3349 - Phase 2 study of neoadjuvant dabrafenib + trametinib (D+T) for resectable stage IIIB/C BRAF V600 mutant melanoma.

Date

11 Sep 2017

Session

Melanoma and other skin tumours

Topics

Cytotoxic Therapy;  Cancers in Adolescents and Young Adults (AYA);  Melanoma

Presenters

Alexander Menzies

Citation

Annals of Oncology (2017) 28 (suppl_5): v428-v448. 10.1093/annonc/mdx377

Authors

A.M. Menzies1, M. Gonzalez1, A. Guminski1, O. Nieweg2, K. Shannon2, J.F. Thompson2, R. Kefford3, S. Ch'Ng2, J. Stretch1, A.J. Spillane2, J. Lee4, H. Lee5, R. Kapoor6, L. Emmett7, H. Rizos8, R.P. Saw2, R.A. Scolyer9, G.V. Long1

Author affiliations

  • 1 Medical Oncology, Melanoma Institute Australia, University of Sydney, 2060 - North Sydney/AU
  • 2 Surgical Oncology, Melanoma Institute Australia, 2060 - Sydney/AU
  • 3 Medical Oncology, Macquarie University, 2109 - Macquarie Park/AU
  • 4 Medical Oncology, Macquarie University, Sydney/AU
  • 5 Pathology, Melanoma Institute Australia, Sydney/AU
  • 6 Radiology, Royal Prince Alfred Hospital, Sydney/AU
  • 7 Nuclear Medicine, St Vincent's Hospital, Sydney/AU
  • 8 Biology, Macquarie University, Sydney/AU
  • 9 Pathology, Royal Prince Alfred Hospital, 2050 - Camperdown/AU
More

Resources

Abstract 3349

Background

Combination D+T improves the overall survival (OS) of patients (pts) with BRAF V600 mutant advanced melanoma, and an adjuvant trial is in progress (NCT01682083).

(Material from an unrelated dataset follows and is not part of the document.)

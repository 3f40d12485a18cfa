pub mod fields;
pub mod types;

pub use fields::{json_schema, Field, FieldKind, FieldSpec, FIELDS};
pub use types::{ImageHandle, MemberRecord};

We sought to explore neoadjuvant D+T for pts with bulky but resectable stage III melanoma.

Methods

In this phase 2 study, 35 pts received standard dose D+T for 12 wks prior to complete resection of the pre-therapy tumour bed (RES), then 40 wks of further D+T. Eligible pts had ECOG PS ≤ 1 with histologically confirmed resectable bulky AJCC v7 stage IIIB/C BRAF V600 mutant melanoma. CT and PET scans were performed at baseline and 12 wks just prior to RES for RECIST and metabolic complete response (rCR and mCR respectively). CT monitoring was continued 12 wkly thereafter to 2 yrs then 6 monthly to 3 yrs. Biopsies were taken at baseline and wk 1. The primary endpoints were the complete pathological response (pCR) and RECIST response rate (rRR) at wk 12. Secondary endpoints were surgical morbidity, mCR, relapse free survival (RFS), OS, toxicity and translational endpoints.

Results

At data cut 18th April 2017, 35 had commenced D+T. 33 had reached RES (27 stage IIIC [8 in-transit only], 6 IIIB; 32 V600E, 1 V600K; 12 LDH >ULN). At RES, 17/33 (52%) had pCR, 16 (48%) had rCR (rRR 88%), and 16 (48%) had mCR. The pathologic response was discordant with RECIST response in 7 (21%) pts and metabolic response in 9 (27%) pts; only 11 (65%) pts with pCR had rCR and mCR. No pt discontinued D+T and no pt progressed during the neoadjuvant period, D+T did not make surgery more difficult in any pt, and in 16 (48%) surgery was deemed easier. Median F/U post RES was 12.1 mo (95% CI 8.8-14.8). 12 (36%) pts had recurred (median 12.9 mo), 4 while on D+T, 6 with prior pCR, 8 at distant sites, and 1 pt had died. 26 (79%) pts developed drug fever. 18 (55%) had ≥ 1 surgical complication post RES; 11 had a wound infection requiring antibiotics, 5 had a seroma, 2 bled. Updated data will be presented including tumour biopsy and and ctDNA biomarker data.

Conclusions

Neoadjuvant D+T has a high response rate and high pCR rate in resectable stage III melanoma. Surgical complication rates were consistent with historic controls and stage of disease.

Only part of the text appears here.